» **What you need to do**
Return all the lines below in which the string "pending" appears.

<<<<

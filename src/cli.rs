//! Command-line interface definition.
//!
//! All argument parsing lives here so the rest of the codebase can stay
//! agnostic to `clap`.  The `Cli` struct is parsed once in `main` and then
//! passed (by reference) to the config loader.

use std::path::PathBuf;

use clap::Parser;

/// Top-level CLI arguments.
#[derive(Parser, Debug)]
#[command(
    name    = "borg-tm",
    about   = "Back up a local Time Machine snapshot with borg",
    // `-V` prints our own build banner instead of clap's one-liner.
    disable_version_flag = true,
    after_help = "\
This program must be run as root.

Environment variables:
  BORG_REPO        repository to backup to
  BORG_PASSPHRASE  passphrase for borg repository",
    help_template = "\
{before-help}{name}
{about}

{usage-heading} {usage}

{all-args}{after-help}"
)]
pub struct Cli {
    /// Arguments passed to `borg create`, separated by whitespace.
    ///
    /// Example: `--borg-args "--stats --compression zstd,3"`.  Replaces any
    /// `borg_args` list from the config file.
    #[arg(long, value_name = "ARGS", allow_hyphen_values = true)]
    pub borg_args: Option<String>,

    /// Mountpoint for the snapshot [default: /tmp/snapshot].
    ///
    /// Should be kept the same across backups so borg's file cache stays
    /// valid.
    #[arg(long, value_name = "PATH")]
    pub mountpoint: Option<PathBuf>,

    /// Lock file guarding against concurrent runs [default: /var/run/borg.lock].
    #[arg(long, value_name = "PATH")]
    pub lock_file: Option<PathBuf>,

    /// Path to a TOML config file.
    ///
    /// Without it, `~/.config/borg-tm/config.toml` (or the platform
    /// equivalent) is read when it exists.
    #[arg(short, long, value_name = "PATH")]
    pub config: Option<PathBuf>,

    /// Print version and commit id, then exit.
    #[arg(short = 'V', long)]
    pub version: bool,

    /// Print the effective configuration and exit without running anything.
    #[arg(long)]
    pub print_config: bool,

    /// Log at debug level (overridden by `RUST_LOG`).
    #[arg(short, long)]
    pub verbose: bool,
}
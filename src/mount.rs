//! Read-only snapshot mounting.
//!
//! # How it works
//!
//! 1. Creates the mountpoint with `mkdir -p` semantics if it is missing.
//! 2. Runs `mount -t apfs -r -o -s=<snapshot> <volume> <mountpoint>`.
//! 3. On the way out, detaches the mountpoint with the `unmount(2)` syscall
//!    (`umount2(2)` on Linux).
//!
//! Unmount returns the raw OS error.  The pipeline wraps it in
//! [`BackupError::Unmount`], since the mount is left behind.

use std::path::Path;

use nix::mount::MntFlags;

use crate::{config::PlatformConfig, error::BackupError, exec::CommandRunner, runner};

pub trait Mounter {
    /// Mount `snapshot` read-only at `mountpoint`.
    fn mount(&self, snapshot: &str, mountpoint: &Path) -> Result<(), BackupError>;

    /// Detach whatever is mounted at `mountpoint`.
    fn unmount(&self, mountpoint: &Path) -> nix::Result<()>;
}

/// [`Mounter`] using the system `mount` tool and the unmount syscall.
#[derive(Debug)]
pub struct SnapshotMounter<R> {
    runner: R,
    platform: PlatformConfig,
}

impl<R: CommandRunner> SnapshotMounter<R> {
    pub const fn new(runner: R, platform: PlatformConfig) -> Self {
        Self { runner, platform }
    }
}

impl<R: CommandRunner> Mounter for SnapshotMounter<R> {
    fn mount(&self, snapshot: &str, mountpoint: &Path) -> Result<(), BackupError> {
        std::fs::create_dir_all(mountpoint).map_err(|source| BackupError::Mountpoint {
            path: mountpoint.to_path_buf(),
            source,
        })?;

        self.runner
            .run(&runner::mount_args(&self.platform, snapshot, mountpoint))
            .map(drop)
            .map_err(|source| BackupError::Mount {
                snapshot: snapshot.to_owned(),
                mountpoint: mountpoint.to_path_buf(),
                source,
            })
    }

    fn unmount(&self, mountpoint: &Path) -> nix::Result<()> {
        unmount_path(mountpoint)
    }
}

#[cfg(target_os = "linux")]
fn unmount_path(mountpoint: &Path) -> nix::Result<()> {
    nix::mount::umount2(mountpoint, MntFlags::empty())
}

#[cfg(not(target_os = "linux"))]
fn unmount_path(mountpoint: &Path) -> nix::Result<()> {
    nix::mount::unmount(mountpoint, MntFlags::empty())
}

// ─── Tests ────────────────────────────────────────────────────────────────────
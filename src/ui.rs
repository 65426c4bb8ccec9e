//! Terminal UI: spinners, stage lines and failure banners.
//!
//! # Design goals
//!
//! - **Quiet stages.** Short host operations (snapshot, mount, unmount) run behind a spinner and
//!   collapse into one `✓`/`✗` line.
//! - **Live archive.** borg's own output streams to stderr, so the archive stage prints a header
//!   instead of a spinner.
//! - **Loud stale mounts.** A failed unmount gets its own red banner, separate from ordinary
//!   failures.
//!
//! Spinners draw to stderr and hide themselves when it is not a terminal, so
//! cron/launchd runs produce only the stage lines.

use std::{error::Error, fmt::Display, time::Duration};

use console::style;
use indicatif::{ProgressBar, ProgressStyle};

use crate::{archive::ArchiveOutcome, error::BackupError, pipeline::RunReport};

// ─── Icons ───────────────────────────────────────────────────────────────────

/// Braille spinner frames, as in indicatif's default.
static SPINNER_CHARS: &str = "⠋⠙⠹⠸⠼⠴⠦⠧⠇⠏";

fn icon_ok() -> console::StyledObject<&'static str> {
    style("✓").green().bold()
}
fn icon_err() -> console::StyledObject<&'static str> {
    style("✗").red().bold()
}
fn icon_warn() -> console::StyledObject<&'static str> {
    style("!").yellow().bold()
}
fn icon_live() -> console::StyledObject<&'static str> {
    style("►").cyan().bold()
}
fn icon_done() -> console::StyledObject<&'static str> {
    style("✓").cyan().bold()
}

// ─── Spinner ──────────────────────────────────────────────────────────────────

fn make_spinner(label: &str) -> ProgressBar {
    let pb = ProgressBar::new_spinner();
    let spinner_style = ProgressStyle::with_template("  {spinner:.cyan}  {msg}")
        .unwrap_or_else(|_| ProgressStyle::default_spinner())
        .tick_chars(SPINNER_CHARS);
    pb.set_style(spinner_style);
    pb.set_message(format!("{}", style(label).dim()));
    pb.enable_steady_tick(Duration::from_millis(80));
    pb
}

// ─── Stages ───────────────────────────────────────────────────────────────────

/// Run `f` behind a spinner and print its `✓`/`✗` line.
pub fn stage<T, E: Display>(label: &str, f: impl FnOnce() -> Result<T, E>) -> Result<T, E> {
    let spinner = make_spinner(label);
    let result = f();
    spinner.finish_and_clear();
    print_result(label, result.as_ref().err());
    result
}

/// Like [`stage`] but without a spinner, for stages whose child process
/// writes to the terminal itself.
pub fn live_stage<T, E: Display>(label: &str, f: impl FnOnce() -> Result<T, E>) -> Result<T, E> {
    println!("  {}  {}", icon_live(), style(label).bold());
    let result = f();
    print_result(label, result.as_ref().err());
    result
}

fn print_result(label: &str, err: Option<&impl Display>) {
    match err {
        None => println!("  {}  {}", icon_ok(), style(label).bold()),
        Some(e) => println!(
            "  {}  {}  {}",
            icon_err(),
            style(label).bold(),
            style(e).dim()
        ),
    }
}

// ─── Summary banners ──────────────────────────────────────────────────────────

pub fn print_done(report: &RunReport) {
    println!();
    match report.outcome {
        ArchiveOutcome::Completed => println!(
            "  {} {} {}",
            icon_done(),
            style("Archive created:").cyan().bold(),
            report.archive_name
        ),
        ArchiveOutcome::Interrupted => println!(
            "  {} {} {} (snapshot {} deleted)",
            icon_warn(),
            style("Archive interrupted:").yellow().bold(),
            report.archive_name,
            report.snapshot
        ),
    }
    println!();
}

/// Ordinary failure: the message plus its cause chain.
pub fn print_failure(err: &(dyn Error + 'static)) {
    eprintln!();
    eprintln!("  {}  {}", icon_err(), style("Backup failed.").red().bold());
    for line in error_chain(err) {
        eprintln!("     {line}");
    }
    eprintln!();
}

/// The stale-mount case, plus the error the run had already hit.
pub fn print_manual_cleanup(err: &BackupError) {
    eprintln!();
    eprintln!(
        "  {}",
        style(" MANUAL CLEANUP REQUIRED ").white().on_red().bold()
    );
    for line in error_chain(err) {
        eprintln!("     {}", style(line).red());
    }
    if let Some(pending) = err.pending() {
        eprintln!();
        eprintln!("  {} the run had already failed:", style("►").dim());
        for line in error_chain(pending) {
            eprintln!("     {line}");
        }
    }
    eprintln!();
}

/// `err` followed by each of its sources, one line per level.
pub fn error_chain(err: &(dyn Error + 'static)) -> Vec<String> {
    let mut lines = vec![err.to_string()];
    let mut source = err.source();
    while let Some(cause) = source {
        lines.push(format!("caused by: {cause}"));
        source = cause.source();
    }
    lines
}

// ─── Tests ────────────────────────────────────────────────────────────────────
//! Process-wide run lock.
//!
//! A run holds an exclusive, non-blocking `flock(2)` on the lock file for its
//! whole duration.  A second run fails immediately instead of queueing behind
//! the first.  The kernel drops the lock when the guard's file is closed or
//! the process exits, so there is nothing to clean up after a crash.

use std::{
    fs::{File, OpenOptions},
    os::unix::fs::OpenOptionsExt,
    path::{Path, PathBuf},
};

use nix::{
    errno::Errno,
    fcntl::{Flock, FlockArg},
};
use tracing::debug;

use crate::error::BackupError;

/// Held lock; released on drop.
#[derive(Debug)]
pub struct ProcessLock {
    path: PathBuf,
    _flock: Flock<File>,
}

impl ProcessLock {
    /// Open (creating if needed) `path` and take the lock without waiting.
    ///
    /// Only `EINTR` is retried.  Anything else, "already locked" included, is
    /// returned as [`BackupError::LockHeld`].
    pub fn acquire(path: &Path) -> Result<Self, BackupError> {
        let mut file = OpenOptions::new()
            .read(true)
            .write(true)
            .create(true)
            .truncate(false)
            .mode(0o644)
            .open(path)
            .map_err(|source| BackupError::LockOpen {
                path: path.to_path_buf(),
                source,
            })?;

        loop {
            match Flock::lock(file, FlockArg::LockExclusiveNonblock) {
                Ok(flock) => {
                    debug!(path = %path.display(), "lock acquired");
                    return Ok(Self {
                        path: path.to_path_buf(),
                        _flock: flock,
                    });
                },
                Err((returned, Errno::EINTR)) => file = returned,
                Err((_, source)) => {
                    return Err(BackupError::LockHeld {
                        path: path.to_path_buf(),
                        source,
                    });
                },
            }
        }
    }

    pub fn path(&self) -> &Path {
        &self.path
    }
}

>>>>

» **Answer area**
    if let Some(pending) = err.pending() {
        for line in error_chain(pending) {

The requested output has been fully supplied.